§ SUPPLIED RECORDS
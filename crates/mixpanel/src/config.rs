//! Client configuration.

use std::time::Duration;

/// Default ingestion API URL.
pub const DEFAULT_API_URL: &str = "https://api.mixpanel.com";

/// Mixpanel client configuration.
#[derive(Debug, Clone)]
pub struct Config {
    pub(crate) token: String,
    pub(crate) api_url: String,
    pub(crate) timeout: Option<Duration>,
}

impl Config {
    /// Get the project token.
    pub fn token(&self) -> &str {
        &self.token
    }

    /// Get the base API URL, without a trailing slash.
    pub fn api_url(&self) -> &str {
        &self.api_url
    }

    /// Get the request timeout, if one was configured.
    pub fn timeout(&self) -> Option<Duration> {
        self.timeout
    }
}

/// Builder for the Mixpanel client.
#[derive(Debug)]
pub struct MixpanelBuilder {
    token: String,
    api_url: Option<String>,
    timeout: Option<Duration>,
    pub(crate) http_client: Option<reqwest::Client>,
}

impl MixpanelBuilder {
    /// Create a new builder with the given project token.
    pub fn new(token: impl Into<String>) -> Self {
        Self {
            token: token.into(),
            api_url: None,
            timeout: None,
            http_client: None,
        }
    }

    /// Set the base API URL. A blank URL falls back to [`DEFAULT_API_URL`].
    pub fn api_url(mut self, url: impl Into<String>) -> Self {
        self.api_url = Some(url.into());
        self
    }

    /// Set a request timeout on the internally built HTTP client.
    ///
    /// Ignored when a client is supplied with [`MixpanelBuilder::http_client`].
    pub fn timeout(mut self, timeout: Duration) -> Self {
        self.timeout = Some(timeout);
        self
    }

    /// Use a preconfigured HTTP client, e.g. one that goes through a proxy.
    pub fn http_client(mut self, client: reqwest::Client) -> Self {
        self.http_client = Some(client);
        self
    }

    /// Build the configuration.
    pub(crate) fn build_config(&self) -> Result<Config, crate::Error> {
        if self.token.is_empty() {
            return Err(crate::Error::Config("token cannot be empty".into()));
        }

        let api_url = match self.api_url.as_deref().map(str::trim) {
            Some(url) if !url.is_empty() => url.trim_end_matches('/').to_string(),
            _ => DEFAULT_API_URL.to_string(),
        };

        Ok(Config {
            token: self.token.clone(),
            api_url,
            timeout: self.timeout,
        })
    }
}
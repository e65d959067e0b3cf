//! Dividends module - dividend event models and repository trait.

mod dividends_model;
mod dividends_traits;

pub use dividends_model::{
    Dividend, DividendCalendarItem, DividendFrequency, NewDividend, FREQUENCY_ANNUAL,
    FREQUENCY_MONTHLY, FREQUENCY_QUARTERLY, FREQUENCY_SEMI_ANNUAL,
};
pub use dividends_traits::DividendRepositoryTrait;
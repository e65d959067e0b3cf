use std::path::PathBuf;

pub const DEFAULT_DB_PATH: &str = "./db/etf.db";

#[derive(Debug, Clone, PartialEq, Eq)]
pub enum LogFormat {
    Text,
    Json,
}

#[derive(Debug, Clone)]
pub struct Config {
    pub db_path: String,
    pub catalog_path: Option<PathBuf>,
    pub log_format: LogFormat,
}

impl Config {
    pub fn from_env() -> Self {
        dotenvy::dotenv().ok();
        Self::from_lookup(|key| std::env::var(key).ok())
    }

    fn from_lookup(lookup: impl Fn(&str) -> Option<String>) -> Self {
        let db_path = lookup("DATABASE_URL")
            .map(|url| strip_sqlite_scheme(&url))
            .filter(|path| !path.is_empty())
            .unwrap_or_else(|| DEFAULT_DB_PATH.into());
        let catalog_path = lookup("ETF_SEED_CATALOG")
            .map(|s| s.trim().to_string())
            .filter(|s| !s.is_empty())
            .map(PathBuf::from);
        let log_format = match lookup("ETF_LOG_FORMAT") {
            Some(format) if format.eq_ignore_ascii_case("json") => LogFormat::Json,
            _ => LogFormat::Text,
        };
        Self {
            db_path,
            catalog_path,
            log_format,
        }
    }
}

/// Accepts a bare file path as well as `sqlite:` style URLs
/// (`sqlite:///relative.db`, `sqlite:////abs/path.db`, `sqlite://file.db`).
fn strip_sqlite_scheme(url: &str) -> String {
    let trimmed = url.trim();
    trimmed
        .strip_prefix("sqlite:///")
        .or_else(|| trimmed.strip_prefix("sqlite://"))
        .or_else(|| trimmed.strip_prefix("sqlite:"))
        .unwrap_or(trimmed)
        .to_string()
}

#[cfg(test)]
mod tests {
    use super::*;
    use std::collections::HashMap;

    fn config_from(vars: &[(&str, &str)]) -> Config {
        let vars: HashMap<String, String> = vars
            .iter()
            .map(|(k, v)| (k.to_string(), v.to_string()))
            .collect();
        Config::from_lookup(|key| vars.get(key).cloned())
    }

    #[test]
    fn test_defaults() {
        let config = config_from(&[]);
        assert_eq!(config.db_path, DEFAULT_DB_PATH);
        assert!(config.catalog_path.is_none());
        assert_eq!(config.log_format, LogFormat::Text);
    }

    #[test]
    fn test_database_url_accepts_plain_path_and_sqlite_url() {
        assert_eq!(
            config_from(&[("DATABASE_URL", "/data/etf.db")]).db_path,
            "/data/etf.db"
        );
        assert_eq!(
            config_from(&[("DATABASE_URL", "sqlite:///./etf.db")]).db_path,
            "./etf.db"
        );
        assert_eq!(
            config_from(&[("DATABASE_URL", "sqlite:////var/lib/etf.db")]).db_path,
            "/var/lib/etf.db"
        );
        assert_eq!(
            config_from(&[("DATABASE_URL", "sqlite:etf.db")]).db_path,
            "etf.db"
        );
    }

    #[test]
    fn test_catalog_override_and_json_logs() {
        let config = config_from(&[
            ("ETF_SEED_CATALOG", " ./catalog.json "),
            ("ETF_LOG_FORMAT", "JSON"),
        ]);
        assert_eq!(config.catalog_path, Some(PathBuf::from("./catalog.json")));
        assert_eq!(config.log_format, LogFormat::Json);
    }

    #[test]
    fn test_blank_values_fall_back() {
        let config = config_from(&[("DATABASE_URL", "  "), ("ETF_SEED_CATALOG", "")]);
        assert_eq!(config.db_path, DEFAULT_DB_PATH);
        assert!(config.catalog_path.is_none());
    }
}
mod config;
mod main_lib;

use config::Config;
use etf_tracker_core::seed::SeedOutcome;
use main_lib::{init_tracing, run_seed};

#[tokio::main]
async fn main() -> anyhow::Result<()> {
    let config = Config::from_env();
    init_tracing(&config.log_format);

    let today = chrono::Local::now().date_naive();
    match run_seed(&config, today).await {
        Ok(SeedOutcome::Seeded(summary)) => {
            tracing::info!(
                etfs = summary.etfs,
                portfolios = summary.portfolios,
                dividends = summary.dividends,
                "Sample data initialized"
            );
            Ok(())
        }
        Ok(SeedOutcome::AlreadySeeded { existing_etfs }) => {
            tracing::info!(existing_etfs, "Database already contains ETFs; skipped seeding");
            Ok(())
        }
        Err(e) => {
            tracing::error!("Seeding failed: {:#}", e);
            Err(e)
        }
    }
}
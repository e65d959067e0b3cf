//! ETF domain models.

use chrono::NaiveDateTime;
use serde::{Deserialize, Serialize};
use std::fmt;
use std::str::FromStr;

use crate::errors::ValidationError;

/// One entry of an ETF's top holdings list. Weight is a percentage.
#[derive(Debug, Clone, Serialize, Deserialize, PartialEq)]
pub struct TopHolding {
    pub name: String,
    pub weight: f64,
}

/// Domain model representing a stored ETF.
///
/// This is the response shape: field names are serialized verbatim and the
/// optional narrative fields serialize as `null` when absent.
#[derive(Debug, Clone, Serialize, Deserialize, PartialEq)]
pub struct Etf {
    pub id: i32,
    pub ticker: String,
    pub name: String,
    pub current_price: f64,
    pub previous_price: f64,
    pub dividend_yield: f64,
    pub expense_ratio: f64,
    pub aum: f64,
    pub volume: i64,
    pub sector: String,
    pub region: String,
    pub return_1d: f64,
    pub return_1w: f64,
    pub return_1m: f64,
    pub return_1y: f64,
    pub investment_strategy: Option<String>,
    pub top_holdings: Option<Vec<TopHolding>>,
    pub created_at: NaiveDateTime,
    pub updated_at: NaiveDateTime,
}

/// Input model for creating a new ETF.
#[derive(Debug, Clone, Serialize, Deserialize, PartialEq)]
pub struct NewEtf {
    pub ticker: String,
    pub name: String,
    pub current_price: f64,
    pub previous_price: f64,
    pub dividend_yield: f64,
    pub expense_ratio: f64,
    pub aum: f64,
    pub volume: i64,
    pub sector: String,
    pub region: String,
    pub return_1d: f64,
    pub return_1w: f64,
    pub return_1m: f64,
    pub return_1y: f64,
    #[serde(default)]
    pub investment_strategy: Option<String>,
    #[serde(default)]
    pub top_holdings: Option<Vec<TopHolding>>,
}

/// Price and performance fields that may change after an ETF is created.
///
/// `None` leaves the stored value untouched. Applying any update refreshes
/// `updated_at`.
#[derive(Debug, Clone, Default, Serialize, Deserialize, PartialEq)]
pub struct EtfQuoteUpdate {
    pub current_price: Option<f64>,
    pub previous_price: Option<f64>,
    pub dividend_yield: Option<f64>,
    pub aum: Option<f64>,
    pub volume: Option<i64>,
    pub return_1d: Option<f64>,
    pub return_1w: Option<f64>,
    pub return_1m: Option<f64>,
    pub return_1y: Option<f64>,
}

/// Which return figure a ranking surfaces.
#[derive(Debug, Clone, Copy, PartialEq, Eq, Hash, Serialize, Deserialize)]
pub enum ReturnPeriod {
    #[serde(rename = "1d")]
    Day,
    #[serde(rename = "1w")]
    Week,
    #[serde(rename = "1m")]
    Month,
    #[serde(rename = "1y")]
    Year,
}

impl ReturnPeriod {
    pub const ALL: [ReturnPeriod; 4] = [
        ReturnPeriod::Day,
        ReturnPeriod::Week,
        ReturnPeriod::Month,
        ReturnPeriod::Year,
    ];

    pub fn as_str(&self) -> &'static str {
        match self {
            ReturnPeriod::Day => "1d",
            ReturnPeriod::Week => "1w",
            ReturnPeriod::Month => "1m",
            ReturnPeriod::Year => "1y",
        }
    }

    /// Picks the return for this period out of an ETF.
    pub fn select(&self, etf: &Etf) -> f64 {
        match self {
            ReturnPeriod::Day => etf.return_1d,
            ReturnPeriod::Week => etf.return_1w,
            ReturnPeriod::Month => etf.return_1m,
            ReturnPeriod::Year => etf.return_1y,
        }
    }
}

impl fmt::Display for ReturnPeriod {
    fn fmt(&self, f: &mut fmt::Formatter<'_>) -> fmt::Result {
        f.write_str(self.as_str())
    }
}

impl FromStr for ReturnPeriod {
    type Err = ValidationError;

    fn from_str(s: &str) -> std::result::Result<Self, Self::Err> {
        match s {
            "1d" => Ok(ReturnPeriod::Day),
            "1w" => Ok(ReturnPeriod::Week),
            "1m" => Ok(ReturnPeriod::Month),
            "1y" => Ok(ReturnPeriod::Year),
            _ => Err(ValidationError::InvalidInput(format!(
                "Unknown return period: {}",
                s
            ))),
        }
    }
}

/// Leaderboard projection of an ETF.
///
/// Carries a single caller-selected return as `return_value`. The projection
/// itself imposes no ordering.
#[derive(Debug, Clone, Serialize, Deserialize, PartialEq)]
pub struct EtfRanking {
    pub ticker: String,
    pub name: String,
    pub return_value: f64,
    pub dividend_yield: Option<f64>,
}

impl EtfRanking {
    pub fn from_etf(etf: &Etf, period: ReturnPeriod) -> Self {
        Self {
            ticker: etf.ticker.clone(),
            name: etf.name.clone(),
            return_value: period.select(etf),
            dividend_yield: Some(etf.dividend_yield),
        }
    }
}
//! Seed module - sample catalog, plan derivation and the seeding service.

mod seed_catalog;
mod seed_plan;
mod seed_service;
mod seed_traits;


pub use seed_catalog::{SeedCatalog, SeedHolding, CATALOG_VERSION};
pub use seed_plan::{
    dividend_schedule, frequency_for_yield, monthly_dividend_per_share, PlannedDividend,
    PlannedHolding, SeedPlan, EX_DIVIDEND_BASE_OFFSETS_DAYS, EX_DIVIDEND_STAGGER_DAYS,
    MONTHLY_YIELD_THRESHOLD, PAYMENT_LAG_DAYS,
};
pub use seed_service::SeedService;
pub use seed_traits::{SeedOutcome, SeedRepositoryTrait, SeedServiceTrait, SeedSummary};
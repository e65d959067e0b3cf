use async_trait::async_trait;
use chrono::NaiveDate;
use serde::{Deserialize, Serialize};

use super::seed_plan::SeedPlan;
use crate::errors::Result;

/// Row counts written by a successful seed run.
#[derive(Debug, Clone, Copy, PartialEq, Eq, Serialize, Deserialize)]
pub struct SeedSummary {
    pub etfs: usize,
    pub portfolios: usize,
    pub dividends: usize,
}

/// Result of a seed run.
#[derive(Debug, Clone, Copy, PartialEq, Eq, Serialize, Deserialize)]
pub enum SeedOutcome {
    /// The store already held ETFs; nothing was written.
    AlreadySeeded { existing_etfs: i64 },
    Seeded(SeedSummary),
}

/// Storage side of seeding.
#[async_trait]
pub trait SeedRepositoryTrait: Send + Sync {
    /// Writes `plan` as a single unit of work.
    ///
    /// Implementations must count existing ETFs inside the same transaction
    /// and return [`SeedOutcome::AlreadySeeded`] without writing when the
    /// count is non-zero. Holdings and dividends are linked to the ids
    /// assigned to `plan.etfs[etf_index]`. Any failure leaves the store as it
    /// was before the call.
    async fn apply_plan(&self, plan: SeedPlan) -> Result<SeedOutcome>;
}

#[async_trait]
pub trait SeedServiceTrait: Send + Sync {
    /// Seeds an empty store with the sample catalog, dating the dividend
    /// schedule from `today`.
    async fn seed_sample_data(&self, today: NaiveDate) -> Result<SeedOutcome>;
}
use async_trait::async_trait;
use chrono::NaiveDate;

use super::dividends_model::{Dividend, DividendCalendarItem, NewDividend};
use crate::errors::Result;

/// Trait for dividend repository operations.
#[async_trait]
pub trait DividendRepositoryTrait: Send + Sync {
    /// Records a dividend event. The referenced ETF must already exist.
    async fn create(&self, new_dividend: NewDividend) -> Result<Dividend>;

    /// Dividends of one ETF ordered by ex-dividend date.
    fn list_for_etf(&self, etf_id: i32) -> Result<Vec<Dividend>>;

    /// Calendar rows whose ex-dividend date falls in `[from, to]`, earliest first.
    fn list_calendar(&self, from: NaiveDate, to: NaiveDate) -> Result<Vec<DividendCalendarItem>>;
}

§ WHAT YOU ARE ASKED TO DO
Look over the material and return every line where the word "must" is found.

§ RESPONSE FOR THIS EXERCISE
    /// Implementations must count existing ETFs inside the same transaction
    /// Records a dividend event. The referenced ETF must already exist.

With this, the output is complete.